C. Millet interroge C. Porcq sur la présence de la préhistoire chez Verne. Il est omniprésent, répond- il, en particulier dans Voyage au centre de la terre. Et le passage de la légende à l'histoire, qui intéresse plus spécialement C. Millet, est, lui aussi, commun à Hugo et à Verne: voir l'un des derniers romans: Maître du Monde. Sur ce dernier point, J. Delabroy renvoie aux premières pages de Vingt mille lieues sous les mers et, surtout car c'est là le centre du livre-, au Château des Carpates.
A. Laster demande ce qu'il en est de l'influence de Hugo sur les pièces de théâtre écrites par Verne et, d'abord, si on en connaît le texte. -On les connaîtrait si ceux qui les détiennent le voulaient bien: Verne n'a pas imité Hugo en léguant ses manuscrits à la B.N. -de là quelques problèmes...
A. Laster s'étonne que Hugo puisse être pour quelque chose dans la rédaction de "tragédies". -Sans doute, mais la dette est ici avouée, et nous ignorons les textes.
C. Millet se souvient que, selon Todorov, ce que nous nommons science fiction s'appelait, au XIXème siècle, "merveilleux scientifique". Qu'en est-il?
C. Porcq reconnaît que notre lecture moderne opposerait les deux termes chez Verne ou ailleurs -plutôt qu'elle ne les combinerait.
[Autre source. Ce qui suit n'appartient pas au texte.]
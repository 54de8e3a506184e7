//! Recording PWM driver for tests

use std::sync::atomic::{AtomicBool, Ordering};
use std::sync::{Arc, Mutex};
use std::thread;
use std::time::{Duration, Instant};

use crate::pwm::{ChannelConfig, PwmDriver};

#[derive(Clone, Copy, Debug, PartialEq, Eq)]
pub enum PwmCall {
    ConfigureTimer { frequency_hz: u32, resolution_bits: u8 },
    ConfigureChannel { gpio: i32, duty: u32 },
    Stop,
}

#[derive(Debug)]
pub struct MockPwmError;

/// Records every call with the instant it happened. Clones share the log.
#[derive(Clone, Default)]
pub struct RecordingPwm {
    calls: Arc<Mutex<Vec<(Instant, PwmCall)>>>,
    fail_timer: Arc<AtomicBool>,
}

impl RecordingPwm {
    pub fn new() -> Self {
        Self::default()
    }

    /// Make every following `configure_timer` fail
    pub fn set_fail_timer(&self, fail: bool) {
        self.fail_timer.store(fail, Ordering::SeqCst);
    }

    pub fn calls(&self) -> Vec<PwmCall> {
        self.timed_calls().into_iter().map(|(_, call)| call).collect()
    }

    pub fn timed_calls(&self) -> Vec<(Instant, PwmCall)> {
        self.calls.lock().unwrap().clone()
    }

    pub fn stop_count(&self) -> usize {
        self.calls().iter().filter(|call| **call == PwmCall::Stop).count()
    }

    /// Frequencies the timer was programmed with, in order
    pub fn frequencies(&self) -> Vec<u32> {
        self.calls()
            .iter()
            .filter_map(|call| match call {
                PwmCall::ConfigureTimer { frequency_hz, .. } => Some(*frequency_hz),
                _ => None,
            })
            .collect()
    }

    fn record(&self, call: PwmCall) {
        self.calls.lock().unwrap().push((Instant::now(), call));
    }
}

impl PwmDriver for RecordingPwm {
    type Error = MockPwmError;

    fn configure_timer(&mut self, frequency_hz: u32, resolution_bits: u8) -> Result<(), MockPwmError> {
        if self.fail_timer.load(Ordering::SeqCst) {
            return Err(MockPwmError);
        }
        self.record(PwmCall::ConfigureTimer { frequency_hz, resolution_bits });
        Ok(())
    }

    fn configure_channel(&mut self, channel: &ChannelConfig) -> Result<(), MockPwmError> {
        self.record(PwmCall::ConfigureChannel {
            gpio: channel.gpio,
            duty: channel.duty,
        });
        Ok(())
    }

    fn stop(&mut self, _channel: &ChannelConfig) -> Result<(), MockPwmError> {
        self.record(PwmCall::Stop);
        Ok(())
    }
}

/// Poll `condition` every millisecond until it holds or `timeout` passes
pub fn wait_until(timeout: Duration, mut condition: impl FnMut() -> bool) -> bool {
    let deadline = Instant::now() + timeout;
    while Instant::now() < deadline {
        if condition() {
            return true;
        }
        thread::sleep(Duration::from_millis(1));
    }
    condition()
}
Mais il n'en est pas de même sur le champ et Zola compare Verne à Perrault. Sans doute est-ce un scientisme ultérieur -ou contemporain de Verne mais auquel il n'adhère nullement- qui a mis ces termes en opposition. Ce qui est sûr, et acquis par la critique vernienne depuis déjà assez longtemps, c'est que l'uvre de Verne est très réticente, pour le moins interrogatrice, devant la science -et l'interview évoquée tout à l'heure met clairement en contraste la fascination devant les machines en marche et l'indifférence devant la science proprement dite. Sur ce point encore l'attitude de Hugo, telle qu'elle vaut à l'auteur de L'Ane les virulences de Zola, est partagée par Verne.
D. Charles demande si Verne a participé et à quel titre à la Société d'encouragement pour la locomotion aérienne, à laquelle Hugo s'est intéressé (cf. la lettre à Nadar de 1864). - Il en était membre; mais la création de la société se place à une époque de la vie de Verne -1857-63- qui est très mal connue.
P. Georgel complète ces considérations en rappelant ces auteurs nombreux et importants, tels Flammarion et Figuier, qui développent un scientisme d'imagination: non pas de la science fiction mais une vision imaginative des acquis scientifiques dont il n'y a sans doute pas d'exemples ultérieurs.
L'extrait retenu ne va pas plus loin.